もう君がいない


「じゃあまた明日ね!二人とも!」

「うん、ばいばーい!」

「気をつけて。」


元気いっぱいに手を振る美雪。

私も手を振り返し、校門で別れた。



「ほんと元気だよな、美雪ちゃん。」

「うん。パワフル過ぎるくらいにね〜。」

「昔っからだよな。」

「いつも蓮は、美雪に背中叩かれてたよね。元気のおすそ分け〜って言って。」


そんな話をしながら、駅に向かって歩く。


私の歩幅に合わせて、ゆっくり歩いてくれる蓮。

そんなに大きいわけでもない傘なのに、私が全然濡れないのは、自分の右肩を濡らしながらも、私の方に傘を寄せてくれる蓮のおかげ。

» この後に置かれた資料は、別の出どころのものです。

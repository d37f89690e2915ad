//! Authentication module: SSO session state and the identity client seam.
//!
//! - `SessionProvider`: process-wide session state machine with the
//!   background token-refresh timer
//! - `IdentityClient` / `OidcIdentityClient`: capability interface over the
//!   external SSO provider and its one concrete adapter
//! - `TokenStore`: OS-keychain persistence of the provider refresh token

pub mod identity;
pub mod provider;
pub mod store;

pub use identity::{IdentityClient, OidcIdentityClient};
pub use provider::SessionProvider;
pub use store::TokenStore;
//! Settings screen: mail server and SSO provider panels, side by side.

use ratatui::{
    layout::{Constraint, Direction, Layout, Rect},
    text::Line,
    widgets::{Block, Borders, Paragraph},
    Frame,
};

use crate::app::{App, SettingsFocus};
use crate::ui::styles;

use super::{blank_line, button_line, checkbox_line, field_line, message_line};

pub fn render(frame: &mut Frame, app: &App, area: Rect) {
    let chunks = Layout::default()
        .direction(Direction::Horizontal)
        .constraints([Constraint::Percentage(50), Constraint::Percentage(50)])
        .split(area);

    render_mail_panel(frame, app, chunks[0]);
    render_sso_panel(frame, app, chunks[1]);
}

fn render_mail_panel(frame: &mut Frame, app: &App, area: Rect) {
    let state = &app.settings;
    let focus = state.focus;
    let mut lines: Vec<Line> = vec![blank_line()];

    lines.push(field_line(
        "SMTP Host",
        &state.mail.host,
        focus == SettingsFocus::MailHost,
        false,
    ));
    lines.push(field_line(
        "SMTP Port",
        &state.mail.port.to_string(),
        focus == SettingsFocus::MailPort,
        false,
    ));
    lines.push(field_line(
        "Username",
        &state.mail.username,
        focus == SettingsFocus::MailUsername,
        false,
    ));
    lines.push(field_line(
        "Password",
        &state.mail.password,
        focus == SettingsFocus::MailPassword,
        true,
    ));
    lines.push(field_line(
        "Protocol",
        &state.mail.protocol,
        focus == SettingsFocus::MailProtocol,
        false,
    ));
    lines.push(checkbox_line(
        "SMTP Auth",
        state.mail.auth,
        focus == SettingsFocus::MailAuth,
    ));
    lines.push(checkbox_line(
        "STARTTLS",
        state.mail.starttls,
        focus == SettingsFocus::MailStarttls,
    ));
    lines.push(field_line(
        "From Email",
        &state.mail.from_email,
        focus == SettingsFocus::MailFromEmail,
        false,
    ));
    lines.push(field_line(
        "From Name",
        &state.mail.from_name,
        focus == SettingsFocus::MailFromName,
        false,
    ));

    lines.push(blank_line());
    let save_label = if state.mail_pending {
        "Saving..."
    } else {
        "Save Mail Settings"
    };
    lines.push(button_line(save_label, focus == SettingsFocus::MailSave));

    if let Some(ref feedback) = state.mail_feedback {
        lines.push(blank_line());
        lines.push(message_line(feedback));
    }

    let block = Block::default()
        .title(" Mail Server Settings ")
        .title_style(styles::title_style())
        .borders(Borders::ALL)
        .border_style(styles::border_style(focus.in_mail_panel()));

    frame.render_widget(Paragraph::new(lines).block(block), area);
}

fn render_sso_panel(frame: &mut Frame, app: &App, area: Rect) {
    let state = &app.settings;
    let focus = state.focus;
    let mut lines: Vec<Line> = vec![blank_line()];

    lines.push(checkbox_line(
        "Enabled",
        state.sso.enabled,
        focus == SettingsFocus::SsoEnabled,
    ));
    lines.push(field_line(
        "Server URL",
        &state.sso.server_url,
        focus == SettingsFocus::SsoServerUrl,
        false,
    ));
    lines.push(field_line(
        "Realm",
        &state.sso.realm,
        focus == SettingsFocus::SsoRealm,
        false,
    ));
    lines.push(field_line(
        "Client ID",
        &state.sso.client_id,
        focus == SettingsFocus::SsoClientId,
        false,
    ));
    lines.push(field_line(
        "Client Secret",
        &state.sso.client_secret,
        focus == SettingsFocus::SsoClientSecret,
        true,
    ));

    lines.push(blank_line());
    let save_label = if state.sso_pending {
        "Saving..."
    } else {
        "Save SSO Settings"
    };
    lines.push(button_line(save_label, focus == SettingsFocus::SsoSave));

    let test_label = if state.testing {
        "Testing..."
    } else {
        "Test Connection"
    };
    lines.push(button_line(test_label, focus == SettingsFocus::SsoTest));

    if let Some(ref feedback) = state.sso_feedback {
        lines.push(blank_line());
        lines.push(message_line(feedback));
    }

    let block = Block::default()
        .title(" SSO Provider Settings ")
        .title_style(styles::title_style())
        .borders(Borders::ALL)
        .border_style(styles::border_style(!focus.in_mail_panel()));

    frame.render_widget(Paragraph::new(lines).block(block), area);
}
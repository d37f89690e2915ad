//! Terminal UI module using ratatui.
//!
//! - `render`: main frame rendering and layout
//! - `input`: keyboard event handling
//! - `styles`: color palette and text styling
//! - `screens`: per-screen content rendering (home, signup, verify, settings)

pub mod input;
pub mod render;
pub mod screens;
pub mod styles;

光貴とだって、相合傘したことあるけど、どんなに気を遣ってくれても、さすがに少しは濡れたりする。

傘を持つ手が動いちゃったり、少し歩くタイミングがずれたり。


なのに、蓮は、、

蓮となら、、



「肩濡れちゃってるよ?傘、もうちょっと蓮の方に寄せなよ。」

そう言っては見るけど、答えはわかってる。

「ん、平気。」


やっぱり。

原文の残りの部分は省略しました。